E se fosse colpa dei denti?

È ormai risaputo che la malattia di Ménière non è solo una patologia di stretta competenza dell’otorinolaringoiatra. Molto spesso la colpa è di una malocclusione dentale, che porta a disordini dell’articolazione temporo-madibolare, con ripercussioni sull’orecchio medio e interno.

«Nella mia esperienza clinica, con oltre duecento casi trattati, riscontro spesso la “dislocazione” della mandibola e il conseguente conflitto che si viene a creare tra il condilo mandibolare e le delicate strutture interne all’orecchio, deputate all’udito e all’equilibrio», premette il dottor Edoardo Bernkopf, specialista in odontostomatologia a Vicenza, Roma e Parma, che ha recentemente pubblicato uno studio sul tema sulla rivista European Archives of Otorhinolaryngology.

«Le situazioni più frequenti di questo disallineamento sono: la mandibola retrognata, cioè spostata all’indietro, e latero-deviata, cioè spostata lateralmente. È molto importante rilevare la presenza di altri sintomi che la malocclusione può provicare quali cefalea (spesso erroneamente diagnosticata come emicrania), cervicalgia, russamento notturno e la presenza di altri casi in famiglia che fanno pensare a una predisposizione genetica. Eseguo, quindi, un accurato “studio del caso” analizzando i rapporti tra i denti e tra le due arcate dentarie, che spesso non combaciano perfettamente generando tensioni e sovraccarico articolare».

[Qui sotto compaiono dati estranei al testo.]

mod common;

use common::{body, sha256_hex, LocalDir};
use meta4_core::hash::{compute_hashes, hash_stream, piece_count, PiecePolicy, SHA256};
use meta4_core::{Error, FileEntry};
use proptest::prelude::*;
use std::path::Path;

#[test]
fn whole_file_hash_matches_sha256() {
    let data = body(10_000, 1);
    let out = compute_hashes(&data[..], data.len() as u64, PiecePolicy::None).unwrap();
    assert_eq!(out.whole.value(), sha256_hex(&data));
    assert_eq!(out.whole.algorithm(), SHA256);
    assert_eq!(out.whole.piece_index(), None);
    assert!(out.pieces.is_empty());
    assert_eq!(out.piece_size, None);
    assert_eq!(out.size, 10_000);
}

#[test]
fn piece_size_is_floored_to_one_kib() {
    let data = body(3000, 2);
    let out = compute_hashes(&data[..], 3000, PiecePolicy::BySize(100)).unwrap();
    assert_eq!(out.piece_size, Some(1024));
    assert_eq!(out.pieces.len(), 3);
}

#[test]
fn piece_count_rounds_size_up_to_kib_multiple() {
    assert_eq!(PiecePolicy::ByCount(3).piece_size(2500), Some(1024));
    assert_eq!(PiecePolicy::ByCount(4).piece_size(10_000), Some(3072));
    assert_eq!(piece_count(10_000, 3072), 4);
    assert_eq!(PiecePolicy::ByCount(10).piece_size(100), Some(1024));
    assert_eq!(PiecePolicy::ByCount(1).piece_size(0), Some(1024));
    assert_eq!(PiecePolicy::None.piece_size(10_000), None);

    // requested 4, produced 3: accepted as is
    let ps = PiecePolicy::ByCount(4).piece_size(5000).unwrap();
    assert_eq!(ps, 2048);
    assert_eq!(piece_count(5000, ps), 3);
}

proptest! {
    #[test]
    fn by_count_piece_size_is_kib_multiple(size in 0u64..(1u64 << 40), n in 1u32..100_000) {
        let ps = PiecePolicy::ByCount(n).piece_size(size).unwrap();
        prop_assert!(ps >= 1024);
        prop_assert_eq!(ps % 1024, 0);
    }

    #[test]
    fn pieces_partition_the_source(len in 0usize..6000, ps in 1u64..2500) {
        let data = body(len, len as u64);
        let out = hash_stream(&data[..], Some(ps)).unwrap();
        let n = piece_count(len as u64, ps);
        prop_assert_eq!(out.pieces.len() as u64, n);

        let chunks: Vec<&[u8]> = data.chunks(ps as usize).collect();
        prop_assert_eq!(chunks.len() as u64, n);
        if n > 0 {
            let last = chunks[chunks.len() - 1].len() as u64;
            prop_assert_eq!(last, len as u64 - ps * (n - 1));
        }
        prop_assert_eq!(chunks.concat(), data.clone());
        for (i, (piece, chunk)) in out.pieces.iter().zip(&chunks).enumerate() {
            prop_assert_eq!(piece.piece_index(), Some(i as u64));
            prop_assert_eq!(piece.value(), sha256_hex(chunk));
        }
        prop_assert_eq!(out.whole.value(), sha256_hex(&data));
    }
}

#[test]
fn empty_source_has_no_pieces() {
    let out = compute_hashes(&[][..], 0, PiecePolicy::BySize(1024)).unwrap();
    assert!(out.pieces.is_empty());
    assert_eq!(out.whole.value(), sha256_hex(b""));
}

#[test]
fn policy_configuration_errors() {
    assert!(matches!(
        PiecePolicy::from_options(Some(1024), Some(4)),
        Err(Error::InvalidConfiguration(_))
    ));
    assert!(matches!(PiecePolicy::from_options(None, Some(0)), Err(Error::InvalidConfiguration(_))));
    assert!(matches!(PiecePolicy::parse(Some("1k"), None), Err(Error::InvalidConfiguration(_))));
    assert!(matches!(PiecePolicy::parse(None, Some("2.5")), Err(Error::InvalidConfiguration(_))));
    assert!(matches!(
        PiecePolicy::parse(Some("1024"), Some("4")),
        Err(Error::InvalidConfiguration(_))
    ));
    assert_eq!(PiecePolicy::parse(Some(" 4096 "), None).unwrap(), PiecePolicy::BySize(4096));
    assert_eq!(PiecePolicy::parse(None, Some("8")).unwrap(), PiecePolicy::ByCount(8));
    assert_eq!(PiecePolicy::parse(None, None).unwrap(), PiecePolicy::None);
}

#[test]
fn checksum_replaces_hashes_and_sets_size() {
    let dir = LocalDir::new();
    let data = body(2500, 3);
    let rel = dir.write("app.zip", &data);

    let mut entry = FileEntry::new(&rel).unwrap();
    entry.checksum(None, Some(PiecePolicy::BySize(1024))).unwrap();
    assert_eq!(entry.size, Some(2500));
    assert_eq!(entry.piece_size(), Some(1024));
    assert_eq!(entry.hashes.len(), 4);
    assert_eq!(entry.hashes[0].piece_index(), None);
    assert_eq!(entry.hashes[0].value(), sha256_hex(&data));
    let lens: Vec<usize> = data.chunks(1024).map(<[u8]>::len).collect();
    assert_eq!(lens, vec![1024, 1024, 452]);
    for (i, h) in entry.hashes[1..].iter().enumerate() {
        assert_eq!(h.piece_index(), Some(i as u64));
        assert_eq!(h.value(), sha256_hex(&data[i * 1024..((i + 1) * 1024).min(2500)]));
    }

    entry.checksum(None, Some(PiecePolicy::None)).unwrap();
    assert_eq!(entry.hashes.len(), 1);
    assert_eq!(entry.piece_size(), None);
}

#[test]
fn checksum_by_count_derives_piece_size() {
    let dir = LocalDir::new();
    let rel = dir.write("image.iso", &body(10_000, 4));
    let mut entry = FileEntry::new(&rel).unwrap();
    entry.set_piece_count(4).unwrap();
    entry.checksum(None, None).unwrap();
    assert_eq!(entry.piece_size(), Some(3072));
    assert_eq!(entry.piece_hashes().len(), 4);
    entry.check_pieces().unwrap();
}

#[test]
fn checksum_from_override_path() {
    let dir = LocalDir::new();
    dir.write("staging.zip", &body(1500, 5));
    let mut entry = FileEntry::new("release/app.zip").unwrap();
    entry.checksum(Some(&dir.abs("staging.zip")), None).unwrap();
    assert_eq!(entry.size, Some(1500));
    assert_eq!(entry.hashes.len(), 1);
}

#[test]
fn checksum_errors() {
    let mut entry = FileEntry::new("definitely-missing.zip").unwrap();
    assert!(matches!(entry.checksum(None, None), Err(Error::NotFound(_))));

    let err = entry.checksum(Some(Path::new("elsewhere/app.tar")), None).unwrap_err();
    match err {
        Error::MismatchedPath { expected, actual } => {
            assert_eq!(expected, "zip");
            assert_eq!(actual, "tar");
        }
        other => panic!("unexpected error: {other}"),
    }

    let mut unnamed = FileEntry::default();
    assert!(matches!(unnamed.checksum(None, None), Err(Error::MissingLocalPath)));
}

#[test]
fn piece_settings_are_exclusive() {
    let mut entry = FileEntry::new("app.zip").unwrap();
    entry.set_piece_size(512);
    assert_eq!(entry.piece_policy(), PiecePolicy::BySize(512));
    assert_eq!(entry.piece_size(), Some(1024));

    entry.set_piece_count(2).unwrap();
    assert_eq!(entry.piece_policy(), PiecePolicy::ByCount(2));
    assert_eq!(entry.piece_size(), None);
    assert!(entry.set_piece_count(0).is_err());

    entry.set_piece_size(4096);
    assert_eq!(entry.piece_policy(), PiecePolicy::BySize(4096));
    entry.clear_pieces();
    assert_eq!(entry.piece_policy(), PiecePolicy::None);
}

#[test]
fn piece_larger_than_source_is_one_piece() {
    let data = body(3000, 9);
    let out = hash_stream(&data[..], Some(5 << 30)).unwrap();
    assert_eq!(out.pieces.len(), 1);
    assert_eq!(out.pieces[0].value(), out.whole.value());
}

struct FailingReader;

impl std::io::Read for FailingReader {
    fn read(&mut self, _: &mut [u8]) -> std::io::Result<usize> {
        Err(std::io::Error::new(std::io::ErrorKind::Other, "disk gone"))
    }
}

#[test]
fn failed_checksum_leaves_entry_untouched() {
    let mut entry = FileEntry::new("app.zip").unwrap();
    let data = body(2500, 4);
    entry.checksum_reader(&data[..], data.len() as u64, None).unwrap();
    let before = entry.clone();

    let err = entry.checksum_reader(FailingReader, 4096, Some(PiecePolicy::BySize(1024)));
    assert!(matches!(err, Err(Error::Io(_))));
    assert_eq!(entry, before);
    assert_eq!(entry.piece_policy(), PiecePolicy::None);
}

#[test]
fn checksum_reader_applies_policy_on_success() {
    let mut entry = FileEntry::new("app.zip").unwrap();
    let data = body(2500, 4);
    entry.checksum_reader(&data[..], 2500, Some(PiecePolicy::BySize(1024))).unwrap();
    assert_eq!(entry.piece_policy(), PiecePolicy::BySize(1024));
    assert_eq!(entry.piece_size(), Some(1024));
    assert_eq!(entry.size, Some(2500));
    assert_eq!(entry.piece_hashes().len(), 3);
    assert_eq!(entry.whole_file_hashes().next().unwrap().value(), sha256_hex(&data));
}
use crate::error::{Error, Result};
use crate::file_entry::FileEntry;
use crate::hash::{self, SHA256};
use std::fs::File;
use std::path::Path;

#[derive(Debug, Clone, Default, PartialEq, Eq)]
pub struct VerifyReport {
    /// `None` when the entry records no sha-256 whole-file hash.
    pub whole_ok: Option<bool>,
    pub pieces_ok: u64,
    pub pieces_bad: Vec<u64>,
    /// Hashes in an algorithm this crate does not compute.
    pub unchecked: usize,
}

impl VerifyReport {
    pub fn is_ok(&self) -> bool {
        self.whole_ok != Some(false) && self.pieces_bad.is_empty()
    }
}

/// Re-hash the file at `path` and compare with the sha-256 hashes recorded
/// on `entry`. A recorded piece the file is too short to contain is bad.
pub fn verify_file(entry: &FileEntry, path: &Path) -> Result<VerifyReport> {
    if !path.is_file() {
        return Err(Error::NotFound(path.to_path_buf()));
    }
    let pieces = entry.piece_hashes();
    // the recorded length is used verbatim, even below the 1 KiB floor
    let piece_size = entry.piece_size().filter(|_| pieces.iter().any(|h| h.algorithm() == SHA256));
    let computed = hash::hash_stream(File::open(path)?, piece_size)?;

    let mut report = VerifyReport::default();
    for h in entry.whole_file_hashes() {
        if h.algorithm() != SHA256 {
            report.unchecked += 1;
            continue;
        }
        let ok = h.value() == computed.whole.value();
        report.whole_ok = Some(report.whole_ok.unwrap_or(true) && ok);
    }
    for h in pieces {
        if h.algorithm() != SHA256 {
            report.unchecked += 1;
            continue;
        }
        let idx = h.piece_index().unwrap_or_default();
        let got = usize::try_from(idx).ok().and_then(|i| computed.pieces.get(i));
        if got.map(|p| p.value()) == Some(h.value()) {
            report.pieces_ok += 1;
        } else {
            report.pieces_bad.push(idx);
        }
    }
    tracing::debug!(
        path = %path.display(),
        whole_ok = ?report.whole_ok,
        pieces_ok = report.pieces_ok,
        pieces_bad = report.pieces_bad.len(),
        "verified"
    );
    Ok(report)
}
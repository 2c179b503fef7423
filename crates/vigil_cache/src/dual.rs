//! Dual-tier cache facade: memory -> disk -> miss on read, memory + disk on
//! write (disk best-effort), and a background sweeper.

use crate::disk::DiskCache;
use crate::entry::CacheEntry;
use crate::memory::MemoryCache;
use std::path::Path;
use std::sync::Arc;
use std::time::Duration;
use tokio::sync::Notify;
use tracing::{error, warn};

pub struct DualTierCache {
    memory: MemoryCache,
    disk: Arc<DiskCache>,
    shutdown: Arc<Notify>,
}

impl DualTierCache {
    pub fn open(
        disk_dir: &Path,
        shard_count: usize,
        max_memory_entries: u64,
        memory_ttl: Duration,
    ) -> Result<Self, crate::disk::DiskCacheError> {
        let disk = Arc::new(DiskCache::open(disk_dir, shard_count)?);
        Ok(Self {
            memory: MemoryCache::new(max_memory_entries, memory_ttl),
            disk,
            shutdown: Arc::new(Notify::new()),
        })
    }

    /// Read path: memory -> disk -> miss. A disk hit backfills memory.
    /// Invariant: any entry returned has `expires_at > now` at read time.
    pub async fn get(&self, key: &str) -> Option<CacheEntry> {
        if let Some(entry) = self.memory.get(key).await {
            return Some(entry);
        }

        match self.disk.get(key) {
            Ok(Some(entry)) => {
                self.memory.put(entry.clone()).await;
                Some(entry)
            }
            Ok(None) => None,
            Err(err) => {
                warn!(%key, %err, "disk cache read failed, treating as miss");
                None
            }
        }
    }

    /// Write path: memory write always succeeds; disk write is
    /// best-effort, logged on failure, never propagated.
    pub async fn put(&self, entry: CacheEntry) {
        if let Err(err) = self.disk.put(&entry) {
            error!(key = %entry.key, %err, "disk cache write failed");
        }
        self.memory.put(entry).await;
    }

    pub async fn invalidate(&self, key: &str) {
        self.memory.invalidate(key).await;
    }

    /// Spawn the background sweeper, running every `interval` until
    /// `shutdown` is signalled.
    pub fn spawn_sweeper(self: &Arc<Self>, interval: Duration) -> tokio::task::JoinHandle<()> {
        let cache = Arc::clone(self);
        tokio::spawn(async move {
            let mut ticker = tokio::time::interval(interval);
            loop {
                tokio::select! {
                    _ = ticker.tick() => {
                        match cache.disk.sweep_expired() {
                            Ok(removed) if removed > 0 => {
                                tracing::debug!(removed, "disk cache sweep removed expired rows");
                            }
                            Ok(_) => {}
                            Err(err) => warn!(%err, "disk cache sweep failed"),
                        }
                    }
                    _ = cache.shutdown.notified() => break,
                }
            }
        })
    }

    pub fn shutdown(&self) {
        self.shutdown.notify_waiters();
    }
}

#[cfg(test)]
mod tests {
    use super::*;
    use tempfile::TempDir;

    #[tokio::test]
    async fn disk_hit_backfills_memory() {
        let dir = TempDir::new().unwrap();
        let cache = DualTierCache::open(dir.path(), 2, 100, Duration::from_secs(60)).unwrap();

        let entry = CacheEntry::new("k1", b"v1".to_vec(), Duration::from_secs(60));
        cache.disk.put(&entry).unwrap();
        assert_eq!(cache.memory.entry_count(), 0);

        let got = cache.get("k1").await.expect("disk hit");
        assert_eq!(got.payload, b"v1");
        assert_eq!(cache.memory.entry_count(), 1);
    }

    #[tokio::test]
    async fn miss_when_absent_from_both_tiers() {
        let dir = TempDir::new().unwrap();
        let cache = DualTierCache::open(dir.path(), 2, 100, Duration::from_secs(60)).unwrap();
        assert!(cache.get("nope").await.is_none());
    }

    #[tokio::test]
    async fn write_then_read_roundtrips_through_both_tiers() {
        let dir = TempDir::new().unwrap();
        let cache = DualTierCache::open(dir.path(), 2, 100, Duration::from_secs(60)).unwrap();
        let entry = CacheEntry::new("k2", b"v2".to_vec(), Duration::from_secs(60));
        cache.put(entry).await;
        assert_eq!(cache.get("k2").await.unwrap().payload, b"v2");
    }
}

Sulla base delle impronte, viene preparato e fatto indossare per quattro mesi un bite in resina provvisorio, mirato a correggere i rapporti alterati. Se in questo “periodo di prova” le vertigini e gli altri sintomi correlati scompaiono, significa che il problema può essere risolto con un apparecchio ortodontico fatto ad arte, da mettere per un periodo di tempo variabile da uno a tre anni al fine di stabilizzare i risultati ottenuti. Lo scopo è riallineare i denti e il modo in cui “chiudono”, per armonizzare le due arcate e ricreare l’esatta posizione mandibolare individuata dal bite. In alternativa all’apparecchio il paziente può più semplicemente decidere di continuare a portare il bite.